Retype the data in its entirety, with no word changed.

▼

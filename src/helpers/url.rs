//! URL helpers

use percent_encoding::{utf8_percent_encode, AsciiSet, CONTROLS};

use crate::config::SiteConfig;

/// Characters escaped inside a URL path (space, quotes, angle brackets, hash)
const PATH_UNSAFE: &AsciiSet = &CONTROLS
    .add(b' ')
    .add(b'"')
    .add(b'<')
    .add(b'>')
    .add(b'`')
    .add(b'?')
    .add(b'#');

/// Generate a URL with the root path prepended
pub fn url_for(config: &SiteConfig, path: &str) -> String {
    let root = config.root.trim_end_matches('/');
    let path = path.trim_start_matches('/');

    if path.is_empty() {
        format!("{}/", root)
    } else {
        format!("{}/{}", root, path)
    }
}

/// Generate a full URL including the domain
pub fn full_url_for(config: &SiteConfig, path: &str) -> String {
    let base = config.url.trim_end_matches('/');
    format!("{}{}", base, url_for(config, path))
}

/// Absolute URL for an image file under the blog images root
pub fn blog_image_url(config: &SiteConfig, file: &str) -> String {
    let encoded = utf8_percent_encode(file.trim_start_matches('/'), PATH_UNSAFE);
    let path = format!("{}/{}", config.blog_images_root.trim_matches('/'), encoded);
    full_url_for(config, &path)
}

#[cfg(test)]
mod tests {
    use super::*;

    fn test_config() -> SiteConfig {
        SiteConfig {
            url: "https://acme.dev".to_string(),
            root: "/".to_string(),
            ..Default::default()
        }
    }

    #[test]
    fn test_url_for() {
        let config = test_config();
        assert_eq!(url_for(&config, "/css/style.css"), "/css/style.css");
        assert_eq!(url_for(&config, "blog/"), "/blog/");
        assert_eq!(url_for(&config, ""), "/");
    }

    #[test]
    fn test_full_url_for() {
        let config = test_config();
        assert_eq!(
            full_url_for(&config, "/blog/hello/"),
            "https://acme.dev/blog/hello/"
        );
    }

    #[test]
    fn test_blog_image_url() {
        let config = test_config();
        assert_eq!(
            blog_image_url(&config, "launch/cover.png"),
            "https://acme.dev/images/blog/launch/cover.png"
        );
    }

    #[test]
    fn test_blog_image_url_encodes_spaces() {
        let config = test_config();
        assert_eq!(
            blog_image_url(&config, "launch/cover image.png"),
            "https://acme.dev/images/blog/launch/cover%20image.png"
        );
    }
}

▲

▸ Task output
filename src/helpers/url.rs
//! URL helpers

use percent_encoding::{utf8_percent_encode, AsciiSet, CONTROLS};

use crate::config::SiteConfig;

/// Characters escaped inside a URL path (space, quotes, angle brackets, hash)
const PATH_UNSAFE: &AsciiSet = &CONTROLS
    .add(b' ')
    .add(b'"')
    .add(b'<')
    .add(b'>')
    .add(b'`')
    .add(b'?')
    .add(b'#');

/// Generate a URL with the root path prepended
pub fn url_for(config: &SiteConfig, path: &str) -> String {
    let root = config.root.trim_end_matches('/');
    let path = path.trim_start_matches('/');

    if path.is_empty() {
        format!("{}/", root)
    } else {
        format!("{}/{}", root, path)
    }
}

/// Generate a full URL including the domain
pub fn full_url_for(config: &SiteConfig, path: &str) -> String {
    let base = config.url.trim_end_matches('/');
    format!("{}{}", base, url_for(config, path))
}

/// Absolute URL for an image file under the blog images root
pub fn blog_image_url(config: &SiteConfig, file: &str) -> String {
    let encoded = utf8_percent_encode(file.trim_start_matches('/'), PATH_UNSAFE);
    let path = format!("{}/{}", config.blog_images_root.trim_matches('/'), encoded);
    full_url_for(config, &path)
}

#[cfg(test)]
mod tests {
    use super::*;

    fn test_config() -> SiteConfig {
        SiteConfig {
            url: "https://acme.dev".to_string(),
            root: "/".to_string(),
            ..Default::default()
        }
    }

    #[test]
    fn test_url_for() {
        let config = test_config();
        assert_eq!(url_for(&config, "/css/style.css"), "/css/style.css");
        assert_eq!(url_for(&config, "blog/"), "/blog/");
        assert_eq!(url_for(&config, ""), "/");
    }

    #[test]
    fn test_full_url_for() {
        let config = test_config();
        assert_eq!(
            full_url_for(&config, "/blog/hello/"),
            "https://acme.dev/blog/hello/"
        );
    }

    #[test]
    fn test_blog_image_url() {
        let config = test_config();
        assert_eq!(
            blog_image_url(&config, "launch/cover.png"),
            "https://acme.dev/images/blog/launch/cover.png"
        );
    }

    #[test]
    fn test_blog_image_url_encodes_spaces() {
        let config = test_config();
        assert_eq!(
            blog_image_url(&config, "launch/cover image.png"),
            "https://acme.dev/images/blog/launch/cover%20image.png"
        );
    }
}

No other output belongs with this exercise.